Le rédacteur en chef d'Aftenposten Espen Egil Hansen interpella dans une lettre ouverte le PDG de Facebook Mark Zuckerberg l'implorant d’ “imaginer une guerre nouvelle où les enfants seront les victimes de barils d'explosifs ou de gaz neurotoxiques. Est-ce que vous intercepteriez à nouveau les preuves d'atrocités ?”

Facebook rétablit l'image peu après. Dans un entretien au Guardian, un chargé de communication expliqua que Facebook avait renversé sa décision parce que l'image de la fillette, Kim Phuc, était “une image iconique d'importance historique”.
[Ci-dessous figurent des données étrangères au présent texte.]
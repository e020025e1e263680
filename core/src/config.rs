use std::path::PathBuf;

/// Settings for one conversion run, built once from the command line.
#[derive(Debug, Clone)]
pub struct ConvertConfig {
    /// Extension of the files to convert, without the dot
    pub input_ext: String,
    /// Extension of the files to produce, without the dot
    pub output_ext: String,
    /// JPEG quality 1-100; anything else means "encoder default"
    pub quality: i32,
    /// Write outputs under this directory instead of next to the inputs
    pub output_dir: Option<PathBuf>,
    /// Print the planned conversions without writing anything
    pub dry_run: bool,
    /// Convert files on a thread pool
    pub parallel: bool,
    /// Stop at the first file that fails
    pub fail_fast: bool,
}

impl ConvertConfig {
    /// Output extension with its leading dot, as the path resolver expects it.
    pub fn output_suffix(&self) -> String {
        format!(".{}", self.output_ext)
    }
}

impl Default for ConvertConfig {
    fn default() -> Self {
        Self {
            input_ext: "jpg".into(),
            output_ext: "png".into(),
            quality: 75,
            output_dir: None,
            dry_run: false,
            parallel: false,
            fail_fast: false,
        }
    }
}
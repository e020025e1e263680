use std::fs;
use std::path::{Path, PathBuf};
use std::sync::{Mutex, PoisonError};

use rayon::prelude::*;

use imgconv_core::config::ConvertConfig;
use imgconv_core::convert::{convert_file, Conversion};
use imgconv_core::output::{
    create_output, reserve_output_path, resolve_output_path, OutputFile,
};
use imgconv_core::{resolve_decoder, resolve_encoder, ConvertError, Decoder, Encoder};

use crate::error::BatchError;
use crate::io::{collect_files, output_base};
use crate::report::{FileResult, Report};

/// One conversion run over a directory tree.
///
/// The decoder and encoder are resolved once, up front, so an unsupported
/// extension fails before any file is touched.
pub struct Batch {
    root: PathBuf,
    config: ConvertConfig,
    decoder: Box<dyn Decoder>,
    encoder: Box<dyn Encoder>,
}

impl Batch {
    pub fn new(root: impl Into<PathBuf>, config: ConvertConfig) -> Result<Self, ConvertError> {
        let decoder = resolve_decoder(&config.input_ext)?;
        let encoder = resolve_encoder(&config.output_ext, config.quality)?;

        log::debug!(
            "Decoder: {}, encoder: {} (quality {:?})",
            decoder.format().as_str(),
            encoder.format().as_str(),
            encoder.quality()
        );

        Ok(Self {
            root: root.into(),
            config,
            decoder,
            encoder,
        })
    }

    pub fn config(&self) -> &ConvertConfig {
        &self.config
    }

    /// Files to convert. Collected before any conversion starts, so outputs
    /// written during the run are never picked up as inputs.
    pub fn collect(&self) -> Result<Vec<PathBuf>, BatchError> {
        collect_files(&self.root, &self.config.input_ext)
    }

    fn base_for(&self, input: &Path) -> PathBuf {
        output_base(input, &self.root, self.config.output_dir.as_deref())
    }

    /// Planned `input -> output` pairs, without writing anything.
    ///
    /// Each output is resolved against the filesystem as it is now, so two
    /// inputs that share a base name show the same planned output.
    pub fn plan(&self, files: &[PathBuf]) -> Result<Vec<(PathBuf, PathBuf)>, BatchError> {
        let suffix = self.config.output_suffix();
        files
            .iter()
            .map(|input| {
                resolve_output_path(&self.base_for(input), &suffix)
                    .map(|output| (input.clone(), output))
                    .map_err(|source| BatchError::File {
                        path: input.clone(),
                        source,
                    })
            })
            .collect()
    }

    /// Convert a single input file to a fresh output path.
    pub fn convert_one(&self, input: &Path) -> Result<Conversion, ConvertError> {
        let base = self.base_for(input);
        let suffix = self.config.output_suffix();

        if self.config.output_dir.is_some() {
            if let Some(parent) = base.parent() {
                fs::create_dir_all(parent).map_err(|e| ConvertError::WriteFile {
                    path: parent.to_path_buf(),
                    source: e,
                })?;
            }
        }

        let parallel = self.config.parallel;
        let open_output = || -> Result<OutputFile, ConvertError> {
            let target = if parallel {
                reserve_output_path(&base, &suffix)?
            } else {
                create_output(resolve_output_path(&base, &suffix)?)?
            };
            log::info!("{} ---> {}", input.display(), target.path.display());
            Ok(target)
        };

        convert_file(input, open_output, &*self.decoder, &*self.encoder)
    }

    /// Convert all `files`, calling `on_file` after each one.
    ///
    /// A failed file is recorded in the report and the run goes on, unless
    /// `fail_fast` is set, in which case the first failure is returned.
    pub fn run(
        &self,
        files: &[PathBuf],
        on_file: &(dyn Fn(&FileResult) + Sync),
    ) -> Result<Report, BatchError> {
        let report = Mutex::new(Report::new());

        let step = |input: &PathBuf| -> Result<(), BatchError> {
            let result = match self.convert_one(input) {
                Ok(conversion) => FileResult::converted(conversion),
                Err(e) => {
                    log::error!("Error converting {}: {}", input.display(), e);
                    if self.config.fail_fast {
                        return Err(BatchError::File {
                            path: input.clone(),
                            source: e,
                        });
                    }
                    FileResult::failed(input.clone(), &e)
                }
            };

            on_file(&result);
            report
                .lock()
                .unwrap_or_else(PoisonError::into_inner)
                .add(result);
            Ok(())
        };

        if self.config.parallel {
            files.par_iter().try_for_each(step)?;
        } else {
            files.iter().try_for_each(step)?;
        }

        let mut report = report.into_inner().unwrap_or_else(PoisonError::into_inner);
        report.results.sort_by(|a, b| a.input.cmp(&b.input));
        Ok(report)
    }
}
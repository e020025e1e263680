use std::path::PathBuf;

use imgconv_core::convert::Conversion;
use imgconv_core::ConvertError;

/// Result of converting a single file.
#[derive(Debug, Clone)]
pub struct FileResult {
    pub input: PathBuf,
    pub output: Option<PathBuf>,
    pub original_size: u64,
    pub converted_size: u64,
    pub error: Option<String>,
}

impl FileResult {
    pub fn converted(conversion: Conversion) -> Self {
        Self {
            input: conversion.input,
            output: Some(conversion.output),
            original_size: conversion.original_size,
            converted_size: conversion.converted_size,
            error: None,
        }
    }

    pub fn failed(input: PathBuf, error: &ConvertError) -> Self {
        Self {
            input,
            output: None,
            original_size: 0,
            converted_size: 0,
            error: Some(error.to_string()),
        }
    }

    /// Size change relative to the input, negative when the output is smaller.
    pub fn size_change_pct(&self) -> f64 {
        if self.original_size == 0 {
            return 0.0;
        }
        (self.converted_size as f64 / self.original_size as f64 - 1.0) * 100.0
    }
}

/// Aggregate report for all processed files.
#[derive(Debug, Default)]
pub struct Report {
    pub results: Vec<FileResult>,
}

impl Report {
    pub fn new() -> Self {
        Self::default()
    }

    pub fn add(&mut self, result: FileResult) {
        self.results.push(result);
    }

    pub fn total_original(&self) -> u64 {
        self.results.iter().map(|r| r.original_size).sum()
    }

    pub fn total_converted(&self) -> u64 {
        self.results.iter().map(|r| r.converted_size).sum()
    }

    pub fn success_count(&self) -> usize {
        self.results.iter().filter(|r| r.error.is_none()).count()
    }

    pub fn error_count(&self) -> usize {
        self.results.iter().filter(|r| r.error.is_some()).count()
    }

    pub fn print_summary(&self) {
        println!("\n--- Summary ---");
        println!(
            "Converted {} file(s) | Errors: {}",
            self.success_count(),
            self.error_count()
        );

        if self.success_count() > 0 {
            println!(
                "Total: {} → {}",
                format_size(self.total_original()),
                format_size(self.total_converted())
            );
        }

        for r in &self.results {
            if let Some(ref err) = r.error {
                println!("  ERROR {}: {}", r.input.display(), err);
            }
        }
    }
}

fn format_size(bytes: u64) -> String {
    const KB: u64 = 1024;
    const MB: u64 = 1024 * KB;
    if bytes >= MB {
        format!("{:.2} MB", bytes as f64 / MB as f64)
    } else if bytes >= KB {
        format!("{:.1} KB", bytes as f64 / KB as f64)
    } else {
        format!("{} B", bytes)
    }
}
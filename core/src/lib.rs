//! Core of the `imgconv` batch converter: the extension-driven codec registry,
//! the collision-free output path resolver and the per-file conversion step.

pub mod codec;
pub mod config;
pub mod convert;
pub mod error;
pub mod format;
pub mod output;

pub use codec::{Decoder, Encoder, resolve_decoder, resolve_encoder};
pub use error::ConvertError;
pub use output::{resolve_output_path, reserve_output_path};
‘Concevoir une guerre nouvelle’

Point n'est besoin de concevoir ou imaginer cette “guerre nouvelle” dont parlait Hansen dans sa requête à Zuckerberg. Elle existe déjà, en Syrie.
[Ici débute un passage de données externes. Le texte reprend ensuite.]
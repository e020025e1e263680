//! Extension-driven codec registry.
//!
//! Every supported format is one row of [`CODECS`]. Resolving an extension
//! returns a small adapter that wraps the row's plain decode or encode
//! function, so adding a format never touches the call sites.

use std::io::{Read, Write};

use image::codecs::gif::GifEncoder;
use image::codecs::jpeg::JpegEncoder;
use image::codecs::png::PngEncoder;
use image::{ColorType, DynamicImage, GenericImageView, ImageError};

use crate::error::ConvertError;
use crate::format::SupportedFormat;

/// Quality used when the requested one is outside 1..=100.
/// Matches `JpegEncoder::new`.
pub const DEFAULT_JPEG_QUALITY: u8 = 75;

/// Reads an encoded byte stream into an in-memory image.
pub trait Decoder: Send + Sync {
    fn format(&self) -> SupportedFormat;
    fn decode(&self, input: &mut dyn Read) -> Result<DynamicImage, ConvertError>;
}

/// Writes an in-memory image as an encoded byte stream.
pub trait Encoder: Send + Sync {
    fn format(&self) -> SupportedFormat;
    /// Quality bound at resolution time, `None` for lossless formats.
    fn quality(&self) -> Option<u8>;
    fn encode(&self, output: &mut dyn Write, image: &DynamicImage) -> Result<(), ConvertError>;
}

type DecodeFn = fn(&mut dyn Read) -> Result<DynamicImage, ConvertError>;
type EncodeFn = fn(&mut dyn Write, &DynamicImage, Option<u8>) -> Result<(), ConvertError>;

struct Codec {
    format: SupportedFormat,
    decode: Option<DecodeFn>,
    encode: EncodeFn,
    default_quality: Option<u8>,
}

const CODECS: &[Codec] = &[
    Codec {
        format: SupportedFormat::Jpeg,
        decode: Some(decode_jpeg),
        encode: encode_jpeg,
        default_quality: Some(DEFAULT_JPEG_QUALITY),
    },
    Codec {
        format: SupportedFormat::Png,
        decode: Some(decode_png),
        encode: encode_png,
        default_quality: None,
    },
    // No GIF decoding: converting from GIF is not offered.
    Codec {
        format: SupportedFormat::Gif,
        decode: None,
        encode: encode_gif,
        default_quality: None,
    },
];

fn lookup(extension: &str) -> Option<&'static Codec> {
    let format = SupportedFormat::from_extension(extension)?;
    CODECS.iter().find(|c| c.format == format)
}

/// Adapter turning a plain decode function into a [`Decoder`].
pub struct FormatDecoder {
    format: SupportedFormat,
    decode: DecodeFn,
}

impl Decoder for FormatDecoder {
    fn format(&self) -> SupportedFormat {
        self.format
    }

    fn decode(&self, input: &mut dyn Read) -> Result<DynamicImage, ConvertError> {
        (self.decode)(input)
    }
}

/// Adapter turning a plain encode function and a bound quality into an [`Encoder`].
pub struct FormatEncoder {
    format: SupportedFormat,
    encode: EncodeFn,
    quality: Option<u8>,
}

impl Encoder for FormatEncoder {
    fn format(&self) -> SupportedFormat {
        self.format
    }

    fn quality(&self) -> Option<u8> {
        self.quality
    }

    fn encode(&self, output: &mut dyn Write, image: &DynamicImage) -> Result<(), ConvertError> {
        (self.encode)(output, image, self.quality)
    }
}

/// Look up the decoder for an extension token (`jpg`, `jpeg`, `png`).
pub fn resolve_decoder(extension: &str) -> Result<Box<dyn Decoder>, ConvertError> {
    let codec = lookup(extension)
        .ok_or_else(|| ConvertError::UnsupportedFormat(extension.to_string()))?;
    let decode = codec.decode.ok_or_else(|| {
        ConvertError::UnsupportedFormat(format!("{} (decoding not supported)", extension))
    })?;

    Ok(Box::new(FormatDecoder {
        format: codec.format,
        decode,
    }))
}

/// Look up the encoder for an extension token (`jpg`, `jpeg`, `png`, `gif`).
///
/// `quality` only applies to lossy formats. Values outside 1..=100 are not an
/// error: the format's default quality is used instead.
pub fn resolve_encoder(extension: &str, quality: i32) -> Result<Box<dyn Encoder>, ConvertError> {
    let codec = lookup(extension)
        .ok_or_else(|| ConvertError::UnsupportedFormat(extension.to_string()))?;

    let quality = codec
        .default_quality
        .map(|default| requested_quality(quality).unwrap_or(default));

    Ok(Box::new(FormatEncoder {
        format: codec.format,
        encode: codec.encode,
        quality,
    }))
}

fn requested_quality(quality: i32) -> Option<u8> {
    u8::try_from(quality).ok().filter(|q| (1..=100).contains(q))
}

fn read_all(input: &mut dyn Read) -> Result<Vec<u8>, ConvertError> {
    let mut data = Vec::new();
    input.read_to_end(&mut data)?;
    Ok(data)
}

fn decode_jpeg(input: &mut dyn Read) -> Result<DynamicImage, ConvertError> {
    let data = read_all(input)?;
    image::load_from_memory_with_format(&data, image::ImageFormat::Jpeg)
        .map_err(|e| ConvertError::Decode(e.to_string()))
}

fn decode_png(input: &mut dyn Read) -> Result<DynamicImage, ConvertError> {
    let data = read_all(input)?;
    image::load_from_memory_with_format(&data, image::ImageFormat::Png)
        .map_err(|e| ConvertError::Decode(e.to_string()))
}

/// Write failures stay I/O errors; everything else is the codec's fault.
fn encode_error(format: SupportedFormat, err: ImageError) -> ConvertError {
    match err {
        ImageError::IoError(e) => ConvertError::Io(e),
        other => ConvertError::Encode(format!("Failed to encode {}: {}", format.as_str(), other)),
    }
}

fn encode_jpeg(
    output: &mut dyn Write,
    img: &DynamicImage,
    quality: Option<u8>,
) -> Result<(), ConvertError> {
    // JPEG has no alpha channel and only 8-bit samples; gray stays gray
    let flattened;
    let img = match img.color() {
        ColorType::L8 | ColorType::Rgb8 => img,
        ColorType::La8 | ColorType::L16 | ColorType::La16 => {
            flattened = DynamicImage::ImageLuma8(img.to_luma8());
            &flattened
        }
        _ => {
            flattened = DynamicImage::ImageRgb8(img.to_rgb8());
            &flattened
        }
    };

    let quality = quality.unwrap_or(DEFAULT_JPEG_QUALITY);
    let (width, height) = img.dimensions();
    log::debug!("Encoding {}x{} JPEG at quality {}", width, height, quality);

    img.write_with_encoder(JpegEncoder::new_with_quality(output, quality))
        .map_err(|e| encode_error(SupportedFormat::Jpeg, e))
}

fn encode_png(
    output: &mut dyn Write,
    img: &DynamicImage,
    _quality: Option<u8>,
) -> Result<(), ConvertError> {
    img.write_with_encoder(PngEncoder::new(output))
        .map_err(|e| encode_error(SupportedFormat::Png, e))
}

fn encode_gif(
    output: &mut dyn Write,
    img: &DynamicImage,
    _quality: Option<u8>,
) -> Result<(), ConvertError> {
    let rgba = img.to_rgba8();
    let (width, height) = img.dimensions();

    // The trailer is written when the encoder is dropped at the end of this scope.
    let mut encoder = GifEncoder::new(output);
    encoder
        .encode(rgba.as_raw(), width, height, image::ExtendedColorType::Rgba8)
        .map_err(|e| encode_error(SupportedFormat::Gif, e))
}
J'ai récemment visionné une suite de vidéos montrant les suites d'un bombardement au gaz sarin dans la province d'Idlib, en 2017. Plusieurs d'entre elles montrent des scènes de chaos dans un centre médical. Sur l'une, un adolescent est couché sur le sol, à peine conscient, de la mousse coulant de sa bouche, un signe caractéristique d'exposition au gaz sarin. Une autre montre enfant de peut-être trois ou quatre ans couché sur une table dans un centre médical. Un homme est debout à côté et explique en arabe comment l'enfant a succombé au gaz mortel. L'homme maintient son visage hors du cadre.

Ce ne sont que quelques-unes des centaines, voire milliers, de vidéos de ce type. La guerre de Syrie pourrait être une des plus documentées de l'histoire de l'humanité. Comment cette profusion de vidéos et de photos affectera-t-elle la compréhension de la guerre dans le futur ? Et quelles en seront les conséquences pour les fauteurs de guerre ?

Alors qu'il est devenu de plus en plus difficile et dangereux pour les médias professionnels tels que AP ou le New-York Times de couvrir la guerre, celle-ci a été documentée en détail malgré tout. Téléphones portables à la main, les Syriens ont enregistré et photographié bombardements, tirs d'artillerie, attaques aux gaz neurotoxiques et armes chimiques, et téléversé ces images sur l'internet. La vidéo mentionnée ci-dessus a été prise par SMART News Agency, un collectif connu pour avoir documenté le travail des Casques blancs à Alep.

Des millions de fichiers multimédias circulent en ligne, faisant constamment évoluer la compréhension publique de la guerre et de ses effets sur les vies des gens. Cette abondance documentaire a le potentiel de servir de témoignage dans le domaine public et même de preuves de crimes de guerre, si les dirigeants du régime comparaissent un jour devant la Cour pénale internationale. Elle a le pouvoir de fournir au public une mosaïque d'information et une mémoire de la guerre, des gens dont les vies ont été changées et emportées, et des lieux où tout ceci s'est produit.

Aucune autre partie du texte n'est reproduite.